Latest talks on uniting Ireland are given wee hope and a St. Patrick's Day deadline

Ireland's four leading nationalist politicians are meeting in Dublin this week to begin to hammer out an agreed plan for a new Ireland. By St. Patrick's Day, March 17, they hope to produce a blueprint that will appeal to both the British and Irish governments.

Most important and most difficult, they would like to come up with a proposal that would not be totally repugnant to the 1 million Northern Ireland Protestants who so far have refused to consider any form of united Ireland.

The four leaders make up the steering committee of the New Ireland Forum, which held its first meeting last May. Its chairman is Galway University professor Colm O'Heocha.

The forum consists of the three main southern Irish parties, plus the Belfast-based Social Democratic and Labour Party, which represents Ulster's half million Roman Catholics and favors Irish unity.

The leaders - Irish Premier Garret FitzGerald, opposition leader Charles Haughey, Labour Party leader Dick Spring, and SDLP leader John Hume - face three options:

* A united Ireland incorporating the north and ruled from Dublin.

* A federal Ireland with north and south having a large measure of autonomy but ultimately responsible to Dublin.

* Joint sovereignty with Britain and Ireland assuming control over the north.

The crucial test facing the forum is to produce an agreed blueprint. Mr. Haughey, the hawkish leader of opposition Fianna Fail, has long favored straight unity with the best terms possible for northern unionists once they accept such a deal.

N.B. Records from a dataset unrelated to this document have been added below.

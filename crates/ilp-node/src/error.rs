use interledger_link::LinkError;
use interledger_packet::AddressError;
use interledger_service::AccountId;
use thiserror::Error;

#[derive(Debug, Error)]
pub enum NodeError {
    #[error("Invalid configuration: {0}")]
    Config(#[from] ::config::ConfigError),
    #[error("Account {0} is configured more than once")]
    DuplicateAccount(AccountId),
    #[error("Static route for {prefix} points to unknown account {account_id}")]
    UnknownStaticRouteAccount { prefix: String, account_id: AccountId },
    #[error("Unable to set up link for account {account_id}: {source}")]
    Link {
        account_id: AccountId,
        #[source]
        source: LinkError,
    },
    #[error("Unable to derive an address for child account {account_id}: {source}")]
    ChildAddress {
        account_id: AccountId,
        #[source]
        source: AddressError,
    },
    #[error("Unable to generate a route secret")]
    RouteSecret,
    #[error("Node has already been started")]
    AlreadyStarted,
    #[error("Unable to install the log subscriber: {0}")]
    Logging(String),
}
use crate::NodeError;

use tracing_subscriber::{
    filter::EnvFilter,
    fmt::{time::ChronoUtc, Subscriber},
};

/// Installs the global log subscriber. `RUST_LOG` takes precedence over
/// `default_level`.
pub fn init_tracing(default_level: &str) -> Result<(), NodeError> {
    let filter = EnvFilter::try_from_default_env().unwrap_or_else(|_| EnvFilter::new(default_level));
    Subscriber::builder()
        .with_timer(ChronoUtc::rfc3339())
        .with_env_filter(filter)
        .try_init()
        .map_err(|err| NodeError::Logging(err.to_string()))
}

Mr. FitzGerald, the donnish and moderate leader of Fine Gael, is thought to favor joint sovereignty. So does Mr. Hume, the articulate and persuasive Derry Catholic who is the acknowledged architect of the forum project.

It is thought that in any compromise plan straight unity will be ruled out, joint sovereignty favored, and a federal Ireland produced only as a fallback.

Significantly, Hume has already talked to British Prime Minister Margaret Thatcher. He denied he had put forward any plan for joint sovereignty and pointed out that a final blueprint had not been produced. But it is clear the British are being kept informed at the highest level.

Realistically the British reaction to any plan will be influenced by Northern Protestant reaction. This has been predictably hostile.

Peter Robinson, deputy leader of the Rev. Ian Paisley's Democratic Unionists said, ''Unionists do not intend to dilute their constitutional position or the authority of the realm of their country. John Hume will have to try again.''

Oliver Napier, leader of the middle-of-the-road Alliance Party, summed up with his typical lawyer's precision, ''No constitutional jiggery-pokery will solve anything. The root of unionist resistance is the belief that as a community they will cease to exist in a united Ireland.''

The Northern Protestant politicians who want to maintain the union with Britain refused to talk to the forum. But individual northerners and some groups from the Protestant churches have done so. They have warned repeatedly that Northern Protestants do not want unity.